Wave 3 (present time, early stages): Final shift from producer power to consumer power. Access to more and cheaper goods leads to quicker and easier access. Powered with information from the Internet, consumers have total power over what they buy and how much they pay for it. Consumers also begin to think about quantity versus quality. Who thought you could sell shoes online? Zappos does with unparalleled customer service.

The Great Recession has helped to cause a paradigm shift in terms of how customers value goods and services. This new understanding of value by the consumer proposes that price no longer equals value and that value is no longer determined by a price. This means that the customer is going through an epic transformation. The days of trying to get the customer to come to you are over; you have be in your customer’s world.

Customers are now beginning to redefine their consumer values. In doing so, they are self-actualizing their buying habits as they redefine what it means to be happy and satisfied. Buying habits show that customers are looking for experiences as opposed to accumulating more stuff. The experience—a neurological connection—must be unique and it also must be something that the customer has co-created with the seller.

Nobody understands value better than the customer. Talking to or at customers is fading as a neurological connection from retailer to actualized customer is growing. As a result, advertising and marketing are in a major transition stage.

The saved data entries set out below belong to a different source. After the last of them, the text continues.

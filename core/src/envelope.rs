//! The per-request response envelope.
//!
//! One envelope is created for every transaction attempt and threaded through
//! the handler and hooks of that attempt. Bodies are replaced, never merged.
//! Once [`ResponseEnvelope::finalize`] has been called the envelope is frozen:
//! every mutator checks the flag and fails with [`EnvelopeError::Finalized`].

use http::StatusCode;
use serde_json::Value;
use thiserror::Error;

use crate::flow::Flow;

/// Errors raised when writing to an envelope.
#[derive(Error, Debug, Clone, PartialEq, Eq)]
pub enum EnvelopeError {
    /// The envelope already holds a terminal response.
    #[error("response already finalized, cannot {0}")]
    Finalized(&'static str),
}

/// Mutable result of a request: status code, body and terminal flag.
#[derive(Debug, Clone, PartialEq)]
pub struct ResponseEnvelope {
    status: StatusCode,
    body: Value,
    finalized: bool,
}

impl Default for ResponseEnvelope {
    fn default() -> Self {
        Self::new()
    }
}

impl ResponseEnvelope {
    /// Create an envelope with status 200 and a null body.
    #[must_use]
    pub const fn new() -> Self {
        Self {
            status: StatusCode::OK,
            body: Value::Null,
            finalized: false,
        }
    }

    /// Create an already finalized envelope.
    #[must_use]
    pub const fn finished(status: StatusCode, body: Value) -> Self {
        Self {
            status,
            body,
            finalized: true,
        }
    }

    /// Current status code.
    #[must_use]
    pub const fn status(&self) -> StatusCode {
        self.status
    }

    /// Current body.
    #[must_use]
    pub const fn body(&self) -> &Value {
        &self.body
    }

    /// Whether a terminal response has been produced.
    #[must_use]
    pub const fn is_finalized(&self) -> bool {
        self.finalized
    }

    /// Whether the status is 400 or above.
    ///
    /// Inside a transaction this is the signal that the attempt must not commit.
    #[must_use]
    pub fn is_error(&self) -> bool {
        self.status.as_u16() >= 400
    }

    /// Set the status code.
    ///
    /// # Errors
    ///
    /// Returns [`EnvelopeError::Finalized`] once the envelope is frozen.
    pub fn set_status(&mut self, status: StatusCode) -> Result<(), EnvelopeError> {
        self.ensure_open("set status")?;
        self.status = status;
        Ok(())
    }

    /// Replace the body.
    ///
    /// # Errors
    ///
    /// Returns [`EnvelopeError::Finalized`] once the envelope is frozen.
    pub fn set_body(&mut self, body: Value) -> Result<(), EnvelopeError> {
        self.ensure_open("replace body")?;
        self.body = body;
        Ok(())
    }

    /// Move the body out, leaving `null` behind.
    ///
    /// # Errors
    ///
    /// Returns [`EnvelopeError::Finalized`] once the envelope is frozen.
    pub fn take_body(&mut self) -> Result<Value, EnvelopeError> {
        self.ensure_open("take body")?;
        Ok(std::mem::take(&mut self.body))
    }

    /// Apply the result of a handler or hook.
    ///
    /// `Continue` replaces the body. `EarlyExit` replaces the body and sets the
    /// status it carries. Returns `true` when an early exit was applied.
    ///
    /// # Errors
    ///
    /// Returns [`EnvelopeError::Finalized`] once the envelope is frozen.
    pub fn apply(&mut self, flow: Flow) -> Result<bool, EnvelopeError> {
        match flow {
            Flow::Continue(data) => {
                self.set_body(data)?;
                Ok(false)
            }
            Flow::EarlyExit(exit) => {
                self.set_status(exit.status)?;
                self.set_body(exit.response_data)?;
                Ok(true)
            }
        }
    }

    /// Freeze the envelope. Idempotent.
    pub fn finalize(&mut self) {
        self.finalized = true;
    }

    /// Split into status and body.
    #[must_use]
    pub fn into_parts(self) -> (StatusCode, Value) {
        (self.status, self.body)
    }

    fn ensure_open(&self, action: &'static str) -> Result<(), EnvelopeError> {
        if self.finalized {
            Err(EnvelopeError::Finalized(action))
        } else {
            Ok(())
        }
    }
}
//! Fallback for unknown routes.

use axum::{
    extract::State,
    response::{IntoResponse, Response},
};
use txapi_core::ApiError;

use crate::error::ApiReply;
use crate::extractors::RequestMeta;
use crate::state::AppState;

/// Classified `NotFoundException` for any unmatched route.
#[allow(clippy::unused_async)]
pub async fn not_found<S>(State(state): State<AppState<S>>, RequestMeta(request): RequestMeta) -> Response
where
    S: Send + Sync + 'static,
{
    let err = ApiError::not_found(format!("Route {} {} not found", request.method, request.url));
    ApiReply(state.classifier().handle(&err, &request)).into_response()
}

Sweeping retail changes are just beginning. Entire industry structures are being reinvented and transformed. With customer actualization, the control of the value change is much more challenging.

The revolutionary transformation of retailing is just beginning. Here are just a few Lewis and Dart’s major predictions for Wave 3:

1. Fifty percent of retailers and brands will disappear because the business models cannot be changed.

2. The ultimate collapse of traditional retail/whole sale business model is now clearly visible.

3. Major box stores will roll out smaller localized neighborhood stores.

4. Amazon will open brick and mortar showrooms.

5. Box retail stores will become hybrid enclosed mini-malls. In the case of Barnes & Noble, I predict that real books may evolve to a second or third inventory tier.

I suggest that an independent book seller who wants to still be open in five years should read and study The New Rules of Retail. Lewis and Dart have helped Lemuria begin to restructure and redefine our community presence.

I feel that for every small retail business person, reading New Rules is a must. Use the work of Lewis and Dart to look inwardly at yourself and outwardly at your competition. A challenging message comes across loud and clear.

Collapse or Convert.

The New Rules of Retail: Competing in the World’s Toughest Marketplace by Robin Lewis & Michael Dart (Palgrave, 2010)

The Bookstore Key Series on Changes in the Book Industry

Finding “Deep Time” in a Bookstore (March 8th) Reading The New Rules of Retail by Lewis & Dart (March 3) The Future Price of the Physical Book (Feb 18) Borders Declares Bankruptcy (Feb 16) How Great Things Happen at Lemuria (Feb 8th) The Jackson Area Book Market (Jan 25) What’s in Store for Local Bookselling Markets? (Jan 18) Selling Books Is a People Business (Jan 14) A Shift in Southern Bookselling? (Jan 13) The Changing Book Industry (Jan 11)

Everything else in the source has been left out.